# Data extracts:

Content starts

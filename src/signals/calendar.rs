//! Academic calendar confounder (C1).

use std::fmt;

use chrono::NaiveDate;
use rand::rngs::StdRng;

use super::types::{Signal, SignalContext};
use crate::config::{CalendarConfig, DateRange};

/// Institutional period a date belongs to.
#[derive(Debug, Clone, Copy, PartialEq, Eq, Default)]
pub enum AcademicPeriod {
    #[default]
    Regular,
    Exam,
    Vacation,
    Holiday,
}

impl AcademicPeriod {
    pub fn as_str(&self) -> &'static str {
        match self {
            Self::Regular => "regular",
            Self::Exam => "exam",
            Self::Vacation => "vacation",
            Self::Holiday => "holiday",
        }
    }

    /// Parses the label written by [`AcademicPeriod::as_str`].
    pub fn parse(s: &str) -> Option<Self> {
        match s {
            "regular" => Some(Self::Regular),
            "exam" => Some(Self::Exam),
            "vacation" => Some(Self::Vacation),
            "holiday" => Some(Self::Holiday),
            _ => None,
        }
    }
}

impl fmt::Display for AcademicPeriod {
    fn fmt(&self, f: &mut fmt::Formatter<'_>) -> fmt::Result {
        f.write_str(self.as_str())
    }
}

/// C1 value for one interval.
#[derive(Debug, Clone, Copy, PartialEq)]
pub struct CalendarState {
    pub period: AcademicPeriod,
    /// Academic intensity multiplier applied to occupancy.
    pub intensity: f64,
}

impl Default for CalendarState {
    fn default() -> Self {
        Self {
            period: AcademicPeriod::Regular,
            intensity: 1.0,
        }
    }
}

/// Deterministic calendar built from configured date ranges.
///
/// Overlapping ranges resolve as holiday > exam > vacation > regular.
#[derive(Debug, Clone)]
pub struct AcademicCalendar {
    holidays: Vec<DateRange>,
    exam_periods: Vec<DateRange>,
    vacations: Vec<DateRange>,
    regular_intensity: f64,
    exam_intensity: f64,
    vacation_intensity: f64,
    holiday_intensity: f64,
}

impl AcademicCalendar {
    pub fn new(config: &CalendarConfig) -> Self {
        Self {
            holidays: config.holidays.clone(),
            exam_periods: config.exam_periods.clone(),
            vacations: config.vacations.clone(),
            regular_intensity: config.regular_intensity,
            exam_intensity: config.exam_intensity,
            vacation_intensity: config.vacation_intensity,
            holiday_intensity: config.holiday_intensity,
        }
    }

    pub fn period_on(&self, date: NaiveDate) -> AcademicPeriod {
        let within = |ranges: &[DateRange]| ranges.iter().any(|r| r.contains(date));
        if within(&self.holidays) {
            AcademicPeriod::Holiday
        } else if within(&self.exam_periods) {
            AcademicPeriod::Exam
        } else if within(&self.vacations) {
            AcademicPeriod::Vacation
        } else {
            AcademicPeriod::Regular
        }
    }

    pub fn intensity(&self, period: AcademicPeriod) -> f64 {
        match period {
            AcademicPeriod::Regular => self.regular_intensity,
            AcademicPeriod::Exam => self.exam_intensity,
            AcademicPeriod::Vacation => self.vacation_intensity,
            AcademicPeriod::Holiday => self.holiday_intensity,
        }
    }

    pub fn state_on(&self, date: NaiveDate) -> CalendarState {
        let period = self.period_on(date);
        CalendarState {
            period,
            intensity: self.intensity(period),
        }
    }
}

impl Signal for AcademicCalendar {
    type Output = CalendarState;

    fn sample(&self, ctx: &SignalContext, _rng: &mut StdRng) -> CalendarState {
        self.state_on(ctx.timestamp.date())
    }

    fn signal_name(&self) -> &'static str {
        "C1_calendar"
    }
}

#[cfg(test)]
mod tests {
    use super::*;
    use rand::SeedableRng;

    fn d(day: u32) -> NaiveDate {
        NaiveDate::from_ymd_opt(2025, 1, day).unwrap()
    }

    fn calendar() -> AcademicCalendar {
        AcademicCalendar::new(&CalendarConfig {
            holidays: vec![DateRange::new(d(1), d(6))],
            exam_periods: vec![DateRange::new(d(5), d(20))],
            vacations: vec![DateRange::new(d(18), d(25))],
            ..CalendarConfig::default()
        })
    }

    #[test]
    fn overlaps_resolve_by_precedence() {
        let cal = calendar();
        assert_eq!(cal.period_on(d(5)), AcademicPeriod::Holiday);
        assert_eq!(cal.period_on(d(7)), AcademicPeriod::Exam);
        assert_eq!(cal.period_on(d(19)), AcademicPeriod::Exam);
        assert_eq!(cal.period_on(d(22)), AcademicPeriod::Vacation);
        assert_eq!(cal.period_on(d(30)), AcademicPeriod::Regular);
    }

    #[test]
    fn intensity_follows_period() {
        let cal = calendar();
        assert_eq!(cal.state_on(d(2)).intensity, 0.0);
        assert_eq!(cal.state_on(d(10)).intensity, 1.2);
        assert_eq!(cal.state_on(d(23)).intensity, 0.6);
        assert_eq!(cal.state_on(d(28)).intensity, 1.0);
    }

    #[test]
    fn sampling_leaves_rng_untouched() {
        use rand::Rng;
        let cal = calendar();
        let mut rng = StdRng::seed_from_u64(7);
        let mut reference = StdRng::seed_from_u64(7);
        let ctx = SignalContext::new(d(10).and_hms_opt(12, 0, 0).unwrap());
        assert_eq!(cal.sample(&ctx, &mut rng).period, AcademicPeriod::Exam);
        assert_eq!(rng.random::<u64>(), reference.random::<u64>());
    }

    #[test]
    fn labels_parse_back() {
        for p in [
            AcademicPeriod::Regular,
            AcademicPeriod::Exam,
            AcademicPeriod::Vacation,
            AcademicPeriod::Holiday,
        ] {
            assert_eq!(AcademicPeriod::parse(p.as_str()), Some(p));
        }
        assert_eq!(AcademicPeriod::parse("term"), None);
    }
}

Content ends
Content starts

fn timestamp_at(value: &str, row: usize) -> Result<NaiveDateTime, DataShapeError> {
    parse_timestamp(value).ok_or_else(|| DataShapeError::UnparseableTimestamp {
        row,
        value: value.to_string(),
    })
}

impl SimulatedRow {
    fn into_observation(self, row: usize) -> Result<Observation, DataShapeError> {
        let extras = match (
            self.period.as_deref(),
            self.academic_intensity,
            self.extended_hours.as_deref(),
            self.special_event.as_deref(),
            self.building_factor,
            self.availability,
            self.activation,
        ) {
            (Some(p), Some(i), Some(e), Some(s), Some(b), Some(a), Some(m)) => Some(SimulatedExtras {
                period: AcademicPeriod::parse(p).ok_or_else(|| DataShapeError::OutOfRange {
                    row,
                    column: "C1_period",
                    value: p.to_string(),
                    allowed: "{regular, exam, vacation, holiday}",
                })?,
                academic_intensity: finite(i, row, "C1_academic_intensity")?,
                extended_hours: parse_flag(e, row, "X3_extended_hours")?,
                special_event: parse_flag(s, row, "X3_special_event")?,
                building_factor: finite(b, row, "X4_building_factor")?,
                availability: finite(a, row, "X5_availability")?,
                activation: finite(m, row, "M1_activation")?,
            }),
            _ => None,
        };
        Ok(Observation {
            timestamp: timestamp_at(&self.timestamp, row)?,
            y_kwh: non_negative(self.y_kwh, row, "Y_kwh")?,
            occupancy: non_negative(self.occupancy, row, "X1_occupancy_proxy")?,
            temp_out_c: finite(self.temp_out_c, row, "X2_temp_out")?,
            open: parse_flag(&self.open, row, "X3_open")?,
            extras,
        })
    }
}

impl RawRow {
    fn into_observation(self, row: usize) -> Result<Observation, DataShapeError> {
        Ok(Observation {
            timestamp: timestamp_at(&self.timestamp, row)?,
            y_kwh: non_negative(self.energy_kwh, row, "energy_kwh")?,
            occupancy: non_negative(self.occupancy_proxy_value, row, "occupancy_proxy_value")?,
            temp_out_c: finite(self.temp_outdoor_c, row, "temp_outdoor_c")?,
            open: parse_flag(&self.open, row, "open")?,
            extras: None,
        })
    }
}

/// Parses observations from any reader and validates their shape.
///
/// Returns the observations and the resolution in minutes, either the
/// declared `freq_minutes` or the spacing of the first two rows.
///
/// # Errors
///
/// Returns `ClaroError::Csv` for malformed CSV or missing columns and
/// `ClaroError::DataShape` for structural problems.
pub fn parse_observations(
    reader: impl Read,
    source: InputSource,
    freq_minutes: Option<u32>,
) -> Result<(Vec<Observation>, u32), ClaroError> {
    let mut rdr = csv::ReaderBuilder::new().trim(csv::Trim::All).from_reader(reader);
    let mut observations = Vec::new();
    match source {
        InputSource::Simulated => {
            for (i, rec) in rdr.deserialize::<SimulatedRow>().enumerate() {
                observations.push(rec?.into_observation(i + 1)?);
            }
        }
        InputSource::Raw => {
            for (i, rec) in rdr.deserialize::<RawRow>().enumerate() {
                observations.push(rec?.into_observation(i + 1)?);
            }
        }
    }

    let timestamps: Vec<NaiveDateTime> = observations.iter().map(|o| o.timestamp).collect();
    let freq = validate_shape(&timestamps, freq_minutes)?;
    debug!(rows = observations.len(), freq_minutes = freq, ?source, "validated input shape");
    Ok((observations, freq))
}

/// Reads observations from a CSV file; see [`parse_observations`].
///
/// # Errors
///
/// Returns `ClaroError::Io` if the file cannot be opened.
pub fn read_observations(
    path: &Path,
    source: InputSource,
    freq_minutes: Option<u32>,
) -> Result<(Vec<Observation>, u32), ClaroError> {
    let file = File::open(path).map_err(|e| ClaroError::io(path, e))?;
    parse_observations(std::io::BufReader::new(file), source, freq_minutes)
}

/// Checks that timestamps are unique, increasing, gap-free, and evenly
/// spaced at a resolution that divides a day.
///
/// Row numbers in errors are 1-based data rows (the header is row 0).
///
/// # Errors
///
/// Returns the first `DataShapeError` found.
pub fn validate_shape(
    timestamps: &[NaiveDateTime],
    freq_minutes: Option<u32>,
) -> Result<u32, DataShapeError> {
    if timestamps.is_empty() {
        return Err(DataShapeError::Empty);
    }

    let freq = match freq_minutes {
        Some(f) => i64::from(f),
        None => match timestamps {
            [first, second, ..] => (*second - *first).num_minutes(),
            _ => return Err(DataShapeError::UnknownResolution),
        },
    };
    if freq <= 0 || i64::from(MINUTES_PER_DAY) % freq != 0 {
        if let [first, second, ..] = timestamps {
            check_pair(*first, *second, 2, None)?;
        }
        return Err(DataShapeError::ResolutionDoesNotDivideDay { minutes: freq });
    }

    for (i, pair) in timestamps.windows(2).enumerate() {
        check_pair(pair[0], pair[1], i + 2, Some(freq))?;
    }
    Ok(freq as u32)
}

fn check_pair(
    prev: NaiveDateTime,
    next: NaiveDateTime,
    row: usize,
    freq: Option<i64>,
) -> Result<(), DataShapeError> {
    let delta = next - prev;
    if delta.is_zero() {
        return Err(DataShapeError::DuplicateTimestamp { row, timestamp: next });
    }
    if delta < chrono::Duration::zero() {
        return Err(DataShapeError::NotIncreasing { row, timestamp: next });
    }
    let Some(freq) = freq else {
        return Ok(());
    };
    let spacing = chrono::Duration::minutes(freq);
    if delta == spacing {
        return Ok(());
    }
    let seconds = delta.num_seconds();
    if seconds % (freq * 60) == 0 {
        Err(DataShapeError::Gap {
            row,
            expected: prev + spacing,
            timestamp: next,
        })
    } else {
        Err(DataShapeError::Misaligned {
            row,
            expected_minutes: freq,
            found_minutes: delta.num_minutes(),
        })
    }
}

Content ends

# Work to be completed:
The lines to copy are those in the listing that contain "spacing".

# Solved problem:
/// declared `freq_minutes` or the spacing of the first two rows.
    let spacing = chrono::Duration::minutes(freq);
    if delta == spacing {
            expected: prev + spacing,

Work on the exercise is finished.